Before you can say “Casablanca” you’re looking at “A Streetcar Named Desire.” Some of the scenes last a few seconds, but most are measured in fractions of seconds. Workman, an independent film maker who has done montage sequences and trailers for major studios for years, used as few as eight frames of film (there are 24 per second) to recall one scene.

Despite that, watching “Precious Images” is not a frustrating experience. Once you give in to its strobe-like assault, the feeling is more like a wave of nostalgia. It is taken in gulps of genre, from love stories to musicals to comedies to action-adventures to Westerns.

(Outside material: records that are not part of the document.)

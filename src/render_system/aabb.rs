use nalgebra::{Point3, Vector3};

#[derive(Clone, Copy, Debug, PartialEq)]
pub enum Aabb {
    Empty,
    NonEmpty { min: Point3<f32>, max: Point3<f32> },
}

impl Aabb {
    /// The cube `[-half_extent, half_extent]^3`.
    pub fn cube(half_extent: f32) -> Aabb {
        Aabb::NonEmpty {
            min: Point3::new(-half_extent, -half_extent, -half_extent),
            max: Point3::new(half_extent, half_extent, half_extent),
        }
    }

    pub fn from_points(points: &[Point3<f32>]) -> Aabb {
        if points.is_empty() {
            Aabb::Empty
        } else {
            let mut min = points[0];
            let mut max = points[0];
            for point in points {
                min = min.inf(point);
                max = max.sup(point);
            }
            Aabb::NonEmpty { min, max }
        }
    }

    pub fn union(a: &Aabb, b: &Aabb) -> Aabb {
        match (a, b) {
            (Aabb::Empty, _) => *b,
            (_, Aabb::Empty) => *a,
            (
                Aabb::NonEmpty {
                    min: amin,
                    max: amax,
                },
                Aabb::NonEmpty {
                    min: bmin,
                    max: bmax,
                },
            ) => Aabb::NonEmpty {
                min: amin.inf(bmin),
                max: amax.sup(bmax),
            },
        }
    }

    pub fn diagonal(&self) -> Vector3<f32> {
        match self {
            Aabb::Empty => Vector3::zeros(),
            Aabb::NonEmpty { min, max } => max - min,
        }
    }

    pub fn min(&self) -> Point3<f32> {
        match self {
            Aabb::Empty => Point3::origin(),
            Aabb::NonEmpty { min, .. } => *min,
        }
    }

    pub fn max(&self) -> Point3<f32> {
        match self {
            Aabb::Empty => Point3::origin(),
            Aabb::NonEmpty { max, .. } => *max,
        }
    }

    pub fn contains(&self, p: &Point3<f32>) -> bool {
        match self {
            Aabb::Empty => false,
            Aabb::NonEmpty { min, max } => (0..3).all(|i| p[i] >= min[i] && p[i] <= max[i]),
        }
    }

    /// Slab test. Returns the entry and exit distances along `dir`, with the entry
    /// clamped to 0 when `origin` is inside the box.
    pub fn ray_intersection(&self, origin: &Point3<f32>, dir: &Vector3<f32>) -> Option<(f32, f32)> {
        let (min, max) = match self {
            Aabb::Empty => return None,
            Aabb::NonEmpty { min, max } => (min, max),
        };
        let mut t_enter = 0.0f32;
        let mut t_exit = f32::INFINITY;
        for i in 0..3 {
            if dir[i].abs() < 1e-12 {
                // parallel to this slab: either always inside or never
                if origin[i] < min[i] || origin[i] > max[i] {
                    return None;
                }
                continue;
            }
            let inv = 1.0 / dir[i];
            let mut t0 = (min[i] - origin[i]) * inv;
            let mut t1 = (max[i] - origin[i]) * inv;
            if t0 > t1 {
                std::mem::swap(&mut t0, &mut t1);
            }
            t_enter = t_enter.max(t0);
            t_exit = t_exit.min(t1);
            if t_enter > t_exit {
                return None;
            }
        }
        Some((t_enter, t_exit))
    }
}

#[cfg(test)]
mod tests {
    use super::*;
    use pretty_assertions::assert_eq;

    #[test]
    fn ray_enters_and_leaves_the_cube() {
        let cube = Aabb::cube(1.0);
        let hit = cube.ray_intersection(&Point3::new(-5.0, 0.0, 0.0), &Vector3::x());
        assert_eq!(hit, Some((4.0, 6.0)));
        assert_eq!(
            cube.ray_intersection(&Point3::new(-5.0, 3.0, 0.0), &Vector3::x()),
            None
        );
        assert_eq!(
            cube.ray_intersection(&Point3::new(-5.0, 0.0, 0.0), &-Vector3::x()),
            None
        );
    }

    #[test]
    fn ray_from_inside_starts_at_zero() {
        let cube = Aabb::cube(2.0);
        let (t0, t1) = cube
            .ray_intersection(&Point3::origin(), &Vector3::new(0.0, 0.0, -1.0))
            .unwrap();
        assert_eq!(t0, 0.0);
        assert_eq!(t1, 2.0);
        assert!(cube.contains(&Point3::new(2.0, -2.0, 0.0)));
    }

    #[test]
    fn union_covers_both() {
        let a = Aabb::from_points(&[Point3::new(0.0, 0.0, 0.0), Point3::new(1.0, 1.0, 1.0)]);
        let b = Aabb::from_points(&[Point3::new(-1.0, 2.0, 0.5)]);
        let u = Aabb::union(&a, &b);
        assert_eq!(u.diagonal(), Vector3::new(2.0, 2.0, 1.0));
        assert_eq!(Aabb::union(&Aabb::Empty, &a), a);
        assert_eq!(Aabb::from_points(&[]), Aabb::Empty);
    }
}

It opens with some of the screen’s most taunting kisses and ends with Dorothy and her pals skipping down the yellow brick road. In between, poor Ray Milland slugs down a shot of booze in “The Lost Weekend” and Ronald Reagan mugs with a chimp in “Bedtime for Bonzo.”

Workman uses music from movies to introduce sections, taking us through the romantic clinches with “As Time Goes By” (from “Casablanca”) and the comedy scenes with the theme from “The Pink Panther” and suspense with the music from “Psycho.”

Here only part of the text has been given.